III. POSITIONS OF THE PARTIES

A. Petitioners

7. The petitioners allege that at 1:00 p.m. on Friday, December 13, 1991, Marco Javier Zambrano and José Javier Rada, aged 16 and 15, respectively, both students at the Vicente Rocafuerte National High School”[1] (hereinafter the “High School”) left their homes to attend class. At 3:30 p.m., Segundo Zambrano Hernández, father of the first boy, was informed by students from the High School that his son had drowned in the pool at the High School. When he went to the infirmary at the Vicente Rocafuerte High School, Mr. Zambrano found the lifeless body of his son “soiled with mud and flint, with evidence of blows to the temple and stomach and a mark that looked like a puncture wound from a ballpoint pen in the left eyelid.”[2]

8. On that same day, Javier José Rada’s father, noting that his son had not returned home, went looking for him at the High School, where he was informed that Marco Javier Zambrano, his son’s friend, had drowned in the high school pool and that his son Javier José had accompanied his friend to the infirmary. Javier José Rada was seen at school until 6:00 p.m.

9. The petitioners state that because Javier José Rada did not return home that night, his father returned to the High School at 6:00 p.m. on the following day, Saturday, December 14, and searched the high school pool without finding any trace of the boy. On that same day, December 14, 1991, near midnight, police officers arrived at his home and one of them was carrying the lifeless body of Javier José Rada, who was supposedly found lifeless in the high school pool at 6:30 P.M., with hematomas in his eyes and a bleeding nose.

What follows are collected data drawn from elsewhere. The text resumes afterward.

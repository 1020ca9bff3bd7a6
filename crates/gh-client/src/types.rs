//! GitHub API data transfer objects
//!
//! These types represent the data returned from the GitHub API.
//! They are intentionally separate from the viewer's domain models
//! to keep this crate pure and reusable.

use crate::error::ClientError;
use chrono::{DateTime, Utc};
use serde::{Deserialize, Serialize};

/// Repository coordinates
#[derive(Debug, Clone, PartialEq, Eq, Hash, Serialize, Deserialize)]
pub struct RepoRef {
    pub owner: String,
    pub repo: String,
}

impl RepoRef {
    pub fn new(owner: impl Into<String>, repo: impl Into<String>) -> Self {
        Self {
            owner: owner.into(),
            repo: repo.into(),
        }
    }

    /// Reject empty owner or repository names
    pub fn validate(&self) -> Result<(), ClientError> {
        if self.owner.trim().is_empty() {
            return Err(ClientError::MissingField("owner"));
        }
        if self.repo.trim().is_empty() {
            return Err(ClientError::MissingField("repo"));
        }
        Ok(())
    }
}

/// Pull request identity: repository plus PR number
#[derive(Debug, Clone, PartialEq, Eq, Hash, Serialize, Deserialize)]
pub struct PullRequestRef {
    pub repo: RepoRef,
    pub number: u64,
}

impl PullRequestRef {
    pub fn new(owner: impl Into<String>, repo: impl Into<String>, number: u64) -> Self {
        Self {
            repo: RepoRef::new(owner, repo),
            number,
        }
    }

    /// Reject empty owner/repo or a zero PR number
    pub fn validate(&self) -> Result<(), ClientError> {
        self.repo.validate()?;
        if self.number == 0 {
            return Err(ClientError::MissingField("number"));
        }
        Ok(())
    }
}

/// The authenticated user
#[derive(Debug, Clone, PartialEq, Eq, Serialize, Deserialize)]
pub struct User {
    pub id: u64,
    pub login: String,
    #[serde(default)]
    pub avatar_url: Option<String>,
}

/// A pull request from the GitHub API
#[derive(Debug, Clone, Serialize, Deserialize)]
pub struct PullRequest {
    /// PR number (e.g., 123)
    pub number: u64,

    /// PR title
    pub title: String,

    /// PR body/description
    pub body: Option<String>,

    /// "open" or "closed"
    pub state: String,

    /// Author's GitHub username
    pub author: String,

    /// HEAD commit SHA
    pub head_sha: String,

    /// Base commit SHA
    pub base_sha: String,

    /// HEAD branch name (e.g., "feature/foo")
    pub head_branch: String,

    /// Base branch name (e.g., "main")
    pub base_branch: String,

    /// PR URL for opening in browser
    pub html_url: String,

    /// Number of lines added
    pub additions: u64,

    /// Number of lines deleted
    pub deletions: u64,

    /// Number of changed files
    pub changed_files: u64,

    /// When the PR was created
    pub created_at: DateTime<Utc>,

    /// When the PR was last updated
    pub updated_at: DateTime<Utc>,
}

/// Which side of the diff a comment is anchored on
#[derive(Debug, Clone, Copy, PartialEq, Eq, Serialize, Deserialize)]
#[serde(rename_all = "SCREAMING_SNAKE_CASE")]
pub enum ReviewSide {
    /// Old file (deletions)
    Left,
    /// New file (additions and context)
    Right,
}

/// Review event type for PR reviews
#[derive(Debug, Clone, Copy, PartialEq, Eq, Serialize, Deserialize)]
#[serde(rename_all = "SCREAMING_SNAKE_CASE")]
pub enum ReviewEvent {
    /// Approve the PR
    Approve,
    /// Request changes
    RequestChanges,
    /// Comment only (no approval/rejection)
    Comment,
}

/// A review comment on a pull request
///
/// Represents a comment on a specific line in a PR diff.
#[derive(Debug, Clone, Serialize, Deserialize)]
pub struct ReviewComment {
    /// GitHub comment ID
    pub id: u64,
    /// File path the comment is on
    pub path: String,
    /// Line number in the file version selected by `side`
    pub line: Option<u32>,
    /// Line number when the comment was created
    pub original_line: Option<u32>,
    /// Which side of the diff
    pub side: Option<ReviewSide>,
    /// Comment this one replies to
    pub in_reply_to_id: Option<u64>,
    /// Comment body text
    pub body: String,
    /// Author's GitHub username
    pub author: String,
    /// When the comment was created
    pub created_at: DateTime<Utc>,
    /// When the comment was last updated
    pub updated_at: DateTime<Utc>,
}

/// An inline comment sent as part of a review submission
#[derive(Debug, Clone, PartialEq, Eq, Serialize, Deserialize)]
pub struct DraftReviewComment {
    pub path: String,
    pub line: u32,
    pub side: ReviewSide,
    pub body: String,
}

/// A review created on GitHub
#[derive(Debug, Clone, PartialEq, Eq, Serialize, Deserialize)]
pub struct SubmittedReview {
    pub id: u64,
    pub state: String,
}

// === Wire formats ===

#[derive(Debug, Deserialize)]
pub(crate) struct RawUser {
    pub login: String,
}

#[derive(Debug, Deserialize)]
pub(crate) struct RawBranch {
    #[serde(rename = "ref")]
    pub ref_field: String,
    pub sha: String,
}

#[derive(Debug, Deserialize)]
pub(crate) struct RawPullRequest {
    pub number: u64,
    pub title: Option<String>,
    pub body: Option<String>,
    pub state: String,
    pub user: Option<RawUser>,
    pub head: RawBranch,
    pub base: RawBranch,
    #[serde(default)]
    pub html_url: Option<String>,
    #[serde(default)]
    pub additions: Option<u64>,
    #[serde(default)]
    pub deletions: Option<u64>,
    #[serde(default)]
    pub changed_files: Option<u64>,
    pub created_at: DateTime<Utc>,
    pub updated_at: DateTime<Utc>,
}

impl From<RawPullRequest> for PullRequest {
    fn from(raw: RawPullRequest) -> Self {
        Self {
            number: raw.number,
            title: raw.title.unwrap_or_default(),
            body: raw.body,
            state: raw.state,
            author: raw
                .user
                .map(|u| u.login)
                .unwrap_or_else(|| "unknown".to_string()),
            head_sha: raw.head.sha,
            base_sha: raw.base.sha,
            head_branch: raw.head.ref_field,
            base_branch: raw.base.ref_field,
            html_url: raw.html_url.unwrap_or_default(),
            additions: raw.additions.unwrap_or(0),
            deletions: raw.deletions.unwrap_or(0),
            changed_files: raw.changed_files.unwrap_or(0),
            created_at: raw.created_at,
            updated_at: raw.updated_at,
        }
    }
}

#[derive(Debug, Deserialize)]
pub(crate) struct RawReviewComment {
    pub id: u64,
    pub path: String,
    #[serde(default)]
    pub line: Option<u32>,
    #[serde(default)]
    pub original_line: Option<u32>,
    #[serde(default)]
    pub side: Option<ReviewSide>,
    #[serde(default)]
    pub in_reply_to_id: Option<u64>,
    pub body: String,
    pub user: Option<RawUser>,
    pub created_at: DateTime<Utc>,
    pub updated_at: DateTime<Utc>,
}

impl From<RawReviewComment> for ReviewComment {
    fn from(raw: RawReviewComment) -> Self {
        Self {
            id: raw.id,
            path: raw.path,
            line: raw.line,
            original_line: raw.original_line,
            side: raw.side,
            in_reply_to_id: raw.in_reply_to_id,
            body: raw.body,
            author: raw
                .user
                .map(|u| u.login)
                .unwrap_or_else(|| "unknown".to_string()),
            created_at: raw.created_at,
            updated_at: raw.updated_at,
        }
    }
}

#[derive(Debug, Serialize)]
pub(crate) struct ReviewRequestBody<'a> {
    #[serde(skip_serializing_if = "Option::is_none")]
    pub commit_id: Option<&'a str>,
    #[serde(skip_serializing_if = "Option::is_none")]
    pub body: Option<&'a str>,
    pub event: ReviewEvent,
    pub comments: &'a [DraftReviewComment],
}

#[cfg(test)]
mod tests {
    use super::*;
    use pretty_assertions::assert_eq;

    #[test]
    fn test_pull_request_ref_validation() {
        assert!(PullRequestRef::new("owner", "repo", 1).validate().is_ok());
        assert!(matches!(
            PullRequestRef::new("", "repo", 1).validate(),
            Err(ClientError::MissingField("owner"))
        ));
        assert!(matches!(
            PullRequestRef::new("owner", " ", 1).validate(),
            Err(ClientError::MissingField("repo"))
        ));
        assert!(matches!(
            PullRequestRef::new("owner", "repo", 0).validate(),
            Err(ClientError::MissingField("number"))
        ));
    }

    #[test]
    fn test_review_event_serialization() {
        assert_eq!(
            serde_json::to_string(&ReviewEvent::RequestChanges).unwrap(),
            "\"REQUEST_CHANGES\""
        );
        assert_eq!(serde_json::to_string(&ReviewSide::Left).unwrap(), "\"LEFT\"");
    }

    #[test]
    fn test_pull_request_from_wire() {
        let raw: RawPullRequest = serde_json::from_value(serde_json::json!({
            "number": 42,
            "title": "Add feature",
            "body": null,
            "state": "open",
            "user": {"login": "octocat"},
            "head": {"ref": "feature", "sha": "head123"},
            "base": {"ref": "main", "sha": "base456"},
            "html_url": "https://github.com/o/r/pull/42",
            "additions": 10,
            "deletions": 2,
            "changed_files": 3,
            "created_at": "2024-01-01T00:00:00Z",
            "updated_at": "2024-01-02T00:00:00Z"
        }))
        .unwrap();

        let pr = PullRequest::from(raw);
        assert_eq!(pr.number, 42);
        assert_eq!(pr.author, "octocat");
        assert_eq!(pr.head_sha, "head123");
        assert_eq!(pr.base_sha, "base456");
        assert_eq!(pr.base_branch, "main");
        assert_eq!(pr.changed_files, 3);
    }

    #[test]
    fn test_review_body_omits_missing_fields() {
        let comments = vec![DraftReviewComment {
            path: "src/lib.rs".to_string(),
            line: 7,
            side: ReviewSide::Right,
            body: "nit".to_string(),
        }];
        let body = ReviewRequestBody {
            commit_id: None,
            body: None,
            event: ReviewEvent::Comment,
            comments: &comments,
        };

        let json = serde_json::to_value(&body).unwrap();
        assert_eq!(
            json,
            serde_json::json!({
                "event": "COMMENT",
                "comments": [{"path": "src/lib.rs", "line": 7, "side": "RIGHT", "body": "nit"}]
            })
        );
    }
}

10. The petitioners state that on December 18, 1991, the date when the order to investigate the alleged crime was issued by the Sixth Police Precinct, a judicial proceeding was initiated regarding the unintentional homicide[3] of the minor children. According to the police report submitted by the Minors’ Brigade of Guayas on December 26, 1991, Marco Zambrano was assaulted by an unknown person and his friend, Javier José Rada, was seen still alive until after he had taken his friend to the Medical Center (also known as the infirmary). The petitioners allege that, based on testimony from eye witnesses to the event, the boys’ parents maintained throughout the judicial proceeding that Marco Zambrano was murdered in the high school pool by group of gang members (also students at the school) and Carlos Tamayo Acosta[4] (all members of the “Los Contras” gang) instigated by the guard Jacinto Arámbulo, who was very angry because the victims were swimming in the pool when they weren’t supposed to and ignored him when he told them to get out (as the victims attended classes in the afternoon, they could only use the pool during morning hours). According to eye witnesses, the guard, Jacinto Arámbulo, ordered the gang members to throw out the disobedient boys. Witness Alejandro Ponce Mera stated that Carlos Eduardo Tamayo jumped on him, leaving him half unconscious, and then attacked Marco Zambrano, beating him so much that he lost consciousness and died. Javier José Rada was later kidnapped and killed because he saw who his friend’s killers were. The petitioners allege that the authorities did not take the necessary steps to guarantee the students’ lives.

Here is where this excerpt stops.